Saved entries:

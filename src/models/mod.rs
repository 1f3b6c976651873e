//! Data model shared across the pipeline.

mod enums;
mod media;
mod request;

pub use enums::{ContainerFormat, ExtractMode, Tone};
pub use media::{
    is_video_file, Highlight, MediaSource, OutputArtifact, OverlayEntry, SUPPORTED_VIDEO_EXTENSIONS,
};
pub use request::TeaserRequest;
//! Teaser Core - Backend logic for Teaser Studio
//!
//! This crate contains the acquisition, extraction, and compositing
//! pipeline with zero UI dependencies. It can be used by a web
//! front-end or a CLI tool.

pub mod analysis;
pub mod config;
pub mod errors;
pub mod extract;
pub mod fetch;
pub mod logging;
pub mod merge;
pub mod models;
pub mod orchestrator;
pub mod overlay;
pub mod probe;
pub mod scratch;

/// Returns the crate version.
pub fn version() -> &'static str {
    env!("CARGO_PKG_VERSION")
}

#[cfg(test)]
mod tests {
    use super::*;

    #[test]
    fn version_returns_value() {
        assert!(!version().is_empty());
    }
}
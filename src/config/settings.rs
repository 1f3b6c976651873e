//! Settings struct with TOML-based sections.
//!
//! Settings are organized into logical sections that map to TOML tables.
//! Each section can be updated independently for atomic section-level updates.

use serde::{Deserialize, Serialize};

use crate::models::ExtractMode;

/// Root settings structure containing all configuration sections.
#[derive(Debug, Clone, Default, Serialize, Deserialize)]
pub struct Settings {
    /// Path-related settings.
    #[serde(default)]
    pub paths: PathSettings,

    /// Remote fetch and retry configuration.
    #[serde(default)]
    pub fetch: FetchSettings,

    /// Segment extraction configuration.
    #[serde(default)]
    pub extract: ExtractSettings,

    /// Overlay rendering configuration.
    #[serde(default)]
    pub overlay: OverlaySettings,

    /// Logging configuration.
    #[serde(default)]
    pub logging: LoggingSettings,
}

/// Path configuration for output, temp, and logs.
#[derive(Debug, Clone, Serialize, Deserialize)]
pub struct PathSettings {
    /// Output folder for final teaser files.
    #[serde(default = "default_output_folder")]
    pub output_folder: String,

    /// Root folder for per-run scratch directories.
    #[serde(default = "default_temp_root")]
    pub temp_root: String,

    /// Folder for log files.
    #[serde(default = "default_logs_folder")]
    pub logs_folder: String,
}

fn default_output_folder() -> String {
    "outputs".to_string()
}

fn default_temp_root() -> String {
    ".temp".to_string()
}

fn default_logs_folder() -> String {
    ".logs".to_string()
}

impl Default for PathSettings {
    fn default() -> Self {
        Self {
            output_folder: default_output_folder(),
            temp_root: default_temp_root(),
            logs_folder: default_logs_folder(),
        }
    }
}

/// Remote fetch retry bounds and backoff shape.
#[derive(Debug, Clone, Serialize, Deserialize)]
pub struct FetchSettings {
    /// Transient-lock retry bound for the primary download client.
    #[serde(default = "default_primary_attempts")]
    pub primary_attempts: u32,

    /// Attempt bound for the fallback download client.
    #[serde(default = "default_fallback_attempts")]
    pub fallback_attempts: u32,

    /// Attempt bound across the combined download+merge sequence.
    #[serde(default = "default_merge_attempts")]
    pub merge_attempts: u32,

    /// First backoff delay in seconds; doubles each attempt.
    #[serde(default = "default_backoff_base_secs")]
    pub backoff_base_secs: u64,
}

fn default_primary_attempts() -> u32 {
    10
}

fn default_fallback_attempts() -> u32 {
    5
}

fn default_merge_attempts() -> u32 {
    3
}

fn default_backoff_base_secs() -> u64 {
    5
}

impl Default for FetchSettings {
    fn default() -> Self {
        Self {
            primary_attempts: default_primary_attempts(),
            fallback_attempts: default_fallback_attempts(),
            merge_attempts: default_merge_attempts(),
            backoff_base_secs: default_backoff_base_secs(),
        }
    }
}

/// Segment extraction configuration.
#[derive(Debug, Clone, Serialize, Deserialize)]
pub struct ExtractSettings {
    /// Default extraction mode when the caller does not choose.
    #[serde(default)]
    pub mode: ExtractMode,

    /// x264 preset for re-encoding paths.
    #[serde(default = "default_preset")]
    pub preset: String,
}

fn default_preset() -> String {
    "veryfast".to_string()
}

impl Default for ExtractSettings {
    fn default() -> Self {
        Self {
            mode: ExtractMode::default(),
            preset: default_preset(),
        }
    }
}

/// Overlay rendering configuration.
#[derive(Debug, Clone, Serialize, Deserialize)]
pub struct OverlaySettings {
    /// Path to a TTF/OTF font for caption and tagline text.
    #[serde(default = "default_font_path")]
    pub font_path: String,

    /// Caption font size in pixels.
    #[serde(default = "default_caption_font_size")]
    pub caption_font_size: u32,

    /// Tagline font size in pixels.
    #[serde(default = "default_tagline_font_size")]
    pub tagline_font_size: u32,

    /// Logo footprint (square, pixels).
    #[serde(default = "default_logo_size")]
    pub logo_size: u32,

    /// Logo margin from the top-left corner, pixels.
    #[serde(default = "default_logo_margin")]
    pub logo_margin: u32,

    /// Padding around the tagline background box, pixels.
    #[serde(default = "default_tagline_padding")]
    pub tagline_padding: u32,

    /// x264 preset for the re-encode that burns overlays in.
    #[serde(default = "default_preset")]
    pub preset: String,
}

fn default_font_path() -> String {
    "/usr/share/fonts/truetype/dejavu/DejaVuSans-Bold.ttf".to_string()
}

fn default_caption_font_size() -> u32 {
    40
}

fn default_tagline_font_size() -> u32 {
    30
}

fn default_logo_size() -> u32 {
    100
}

fn default_logo_margin() -> u32 {
    10
}

fn default_tagline_padding() -> u32 {
    8
}

impl Default for OverlaySettings {
    fn default() -> Self {
        Self {
            font_path: default_font_path(),
            caption_font_size: default_caption_font_size(),
            tagline_font_size: default_tagline_font_size(),
            logo_size: default_logo_size(),
            logo_margin: default_logo_margin(),
            tagline_padding: default_tagline_padding(),
            preset: default_preset(),
        }
    }
}

/// Logging configuration.
#[derive(Debug, Clone, Serialize, Deserialize)]
pub struct LoggingSettings {
    /// Use compact log format.
    #[serde(default = "default_true")]
    pub compact: bool,

    /// Number of recent lines to show when a stage fails.
    #[serde(default = "default_error_tail")]
    pub error_tail: u32,

    /// Progress update step percentage.
    #[serde(default = "default_progress_step")]
    pub progress_step: u32,
}

fn default_true() -> bool {
    true
}

fn default_error_tail() -> u32 {
    20
}

fn default_progress_step() -> u32 {
    20
}

impl Default for LoggingSettings {
    fn default() -> Self {
        Self {
            compact: true,
            error_tail: default_error_tail(),
            progress_step: default_progress_step(),
        }
    }
}

/// Names of config sections for targeted updates.
#[derive(Debug, Clone, Copy, PartialEq, Eq, Hash)]
pub enum ConfigSection {
    Paths,
    Fetch,
    Extract,
    Overlay,
    Logging,
}

impl ConfigSection {
    /// Get the TOML table name for this section.
    pub fn table_name(&self) -> &'static str {
        match self {
            ConfigSection::Paths => "paths",
            ConfigSection::Fetch => "fetch",
            ConfigSection::Extract => "extract",
            ConfigSection::Overlay => "overlay",
            ConfigSection::Logging => "logging",
        }
    }
}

## Task directions:
Your answer must consist of every line above, reproduced exactly.

## Exercise answer:
filename src/models/mod.rs
repository 1f3b6c976651873e
//! Data model shared across the pipeline.

mod enums;
mod media;
mod request;

pub use enums::{ContainerFormat, ExtractMode, Tone};
pub use media::{
    is_video_file, Highlight, MediaSource, OutputArtifact, OverlayEntry, SUPPORTED_VIDEO_EXTENSIONS,
};
pub use request::TeaserRequest;
//! Teaser Core - Backend logic for Teaser Studio
//!
//! This crate contains the acquisition, extraction, and compositing
//! pipeline with zero UI dependencies. It can be used by a web
//! front-end or a CLI tool.

pub mod analysis;
pub mod config;
pub mod errors;
pub mod extract;
pub mod fetch;
pub mod logging;
pub mod merge;
pub mod models;
pub mod orchestrator;
pub mod overlay;
pub mod probe;
pub mod scratch;

/// Returns the crate version.
pub fn version() -> &'static str {
    env!("CARGO_PKG_VERSION")
}

#[cfg(test)]
mod tests {
    use super::*;

    #[test]
    fn version_returns_value() {
        assert!(!version().is_empty());
    }
}
filename src/config/settings.rs
repository 1f3b6c976651873e
//! Settings struct with TOML-based sections.
//!
//! Settings are organized into logical sections that map to TOML tables.
//! Each section can be updated independently for atomic section-level updates.

use serde::{Deserialize, Serialize};

use crate::models::ExtractMode;

/// Root settings structure containing all configuration sections.
#[derive(Debug, Clone, Default, Serialize, Deserialize)]
pub struct Settings {
    /// Path-related settings.
    #[serde(default)]
    pub paths: PathSettings,

    /// Remote fetch and retry configuration.
    #[serde(default)]
    pub fetch: FetchSettings,

    /// Segment extraction configuration.
    #[serde(default)]
    pub extract: ExtractSettings,

    /// Overlay rendering configuration.
    #[serde(default)]
    pub overlay: OverlaySettings,

    /// Logging configuration.
    #[serde(default)]
    pub logging: LoggingSettings,
}

/// Path configuration for output, temp, and logs.
#[derive(Debug, Clone, Serialize, Deserialize)]
pub struct PathSettings {
    /// Output folder for final teaser files.
    #[serde(default = "default_output_folder")]
    pub output_folder: String,

    /// Root folder for per-run scratch directories.
    #[serde(default = "default_temp_root")]
    pub temp_root: String,

    /// Folder for log files.
    #[serde(default = "default_logs_folder")]
    pub logs_folder: String,
}

fn default_output_folder() -> String {
    "outputs".to_string()
}

fn default_temp_root() -> String {
    ".temp".to_string()
}

fn default_logs_folder() -> String {
    ".logs".to_string()
}

impl Default for PathSettings {
    fn default() -> Self {
        Self {
            output_folder: default_output_folder(),
            temp_root: default_temp_root(),
            logs_folder: default_logs_folder(),
        }
    }
}

/// Remote fetch retry bounds and backoff shape.
#[derive(Debug, Clone, Serialize, Deserialize)]
pub struct FetchSettings {
    /// Transient-lock retry bound for the primary download client.
    #[serde(default = "default_primary_attempts")]
    pub primary_attempts: u32,

    /// Attempt bound for the fallback download client.
    #[serde(default = "default_fallback_attempts")]
    pub fallback_attempts: u32,

    /// Attempt bound across the combined download+merge sequence.
    #[serde(default = "default_merge_attempts")]
    pub merge_attempts: u32,

    /// First backoff delay in seconds; doubles each attempt.
    #[serde(default = "default_backoff_base_secs")]
    pub backoff_base_secs: u64,
}

fn default_primary_attempts() -> u32 {
    10
}

fn default_fallback_attempts() -> u32 {
    5
}

fn default_merge_attempts() -> u32 {
    3
}

fn default_backoff_base_secs() -> u64 {
    5
}

impl Default for FetchSettings {
    fn default() -> Self {
        Self {
            primary_attempts: default_primary_attempts(),
            fallback_attempts: default_fallback_attempts(),
            merge_attempts: default_merge_attempts(),
            backoff_base_secs: default_backoff_base_secs(),
        }
    }
}

/// Segment extraction configuration.
#[derive(Debug, Clone, Serialize, Deserialize)]
pub struct ExtractSettings {
    /// Default extraction mode when the caller does not choose.
    #[serde(default)]
    pub mode: ExtractMode,

    /// x264 preset for re-encoding paths.
    #[serde(default = "default_preset")]
    pub preset: String,
}

fn default_preset() -> String {
    "veryfast".to_string()
}

impl Default for ExtractSettings {
    fn default() -> Self {
        Self {
            mode: ExtractMode::default(),
            preset: default_preset(),
        }
    }
}

/// Overlay rendering configuration.
#[derive(Debug, Clone, Serialize, Deserialize)]
pub struct OverlaySettings {
    /// Path to a TTF/OTF font for caption and tagline text.
    #[serde(default = "default_font_path")]
    pub font_path: String,

    /// Caption font size in pixels.
    #[serde(default = "default_caption_font_size")]
    pub caption_font_size: u32,

    /// Tagline font size in pixels.
    #[serde(default = "default_tagline_font_size")]
    pub tagline_font_size: u32,

    /// Logo footprint (square, pixels).
    #[serde(default = "default_logo_size")]
    pub logo_size: u32,

    /// Logo margin from the top-left corner, pixels.
    #[serde(default = "default_logo_margin")]
    pub logo_margin: u32,

    /// Padding around the tagline background box, pixels.
    #[serde(default = "default_tagline_padding")]
    pub tagline_padding: u32,

    /// x264 preset for the re-encode that burns overlays in.
    #[serde(default = "default_preset")]
    pub preset: String,
}

fn default_font_path() -> String {
    "/usr/share/fonts/truetype/dejavu/DejaVuSans-Bold.ttf".to_string()
}

fn default_caption_font_size() -> u32 {
    40
}

fn default_tagline_font_size() -> u32 {
    30
}

fn default_logo_size() -> u32 {
    100
}

fn default_logo_margin() -> u32 {
    10
}

fn default_tagline_padding() -> u32 {
    8
}

impl Default for OverlaySettings {
    fn default() -> Self {
        Self {
            font_path: default_font_path(),
            caption_font_size: default_caption_font_size(),
            tagline_font_size: default_tagline_font_size(),
            logo_size: default_logo_size(),
            logo_margin: default_logo_margin(),
            tagline_padding: default_tagline_padding(),
            preset: default_preset(),
        }
    }
}

/// Logging configuration.
#[derive(Debug, Clone, Serialize, Deserialize)]
pub struct LoggingSettings {
    /// Use compact log format.
    #[serde(default = "default_true")]
    pub compact: bool,

    /// Number of recent lines to show when a stage fails.
    #[serde(default = "default_error_tail")]
    pub error_tail: u32,

    /// Progress update step percentage.
    #[serde(default = "default_progress_step")]
    pub progress_step: u32,
}

fn default_true() -> bool {
    true
}

fn default_error_tail() -> u32 {
    20
}

fn default_progress_step() -> u32 {
    20
}

impl Default for LoggingSettings {
    fn default() -> Self {
        Self {
            compact: true,
            error_tail: default_error_tail(),
            progress_step: default_progress_step(),
        }
    }
}

/// Names of config sections for targeted updates.
#[derive(Debug, Clone, Copy, PartialEq, Eq, Hash)]
pub enum ConfigSection {
    Paths,
    Fetch,
    Extract,
    Overlay,
    Logging,
}

impl ConfigSection {
    /// Get the TOML table name for this section.
    pub fn table_name(&self) -> &'static str {
        match self {
            ConfigSection::Paths => "paths",
            ConfigSection::Fetch => "fetch",
            ConfigSection::Extract => "extract",
            ConfigSection::Overlay => "overlay",
            ConfigSection::Logging => "logging",
        }
    }
}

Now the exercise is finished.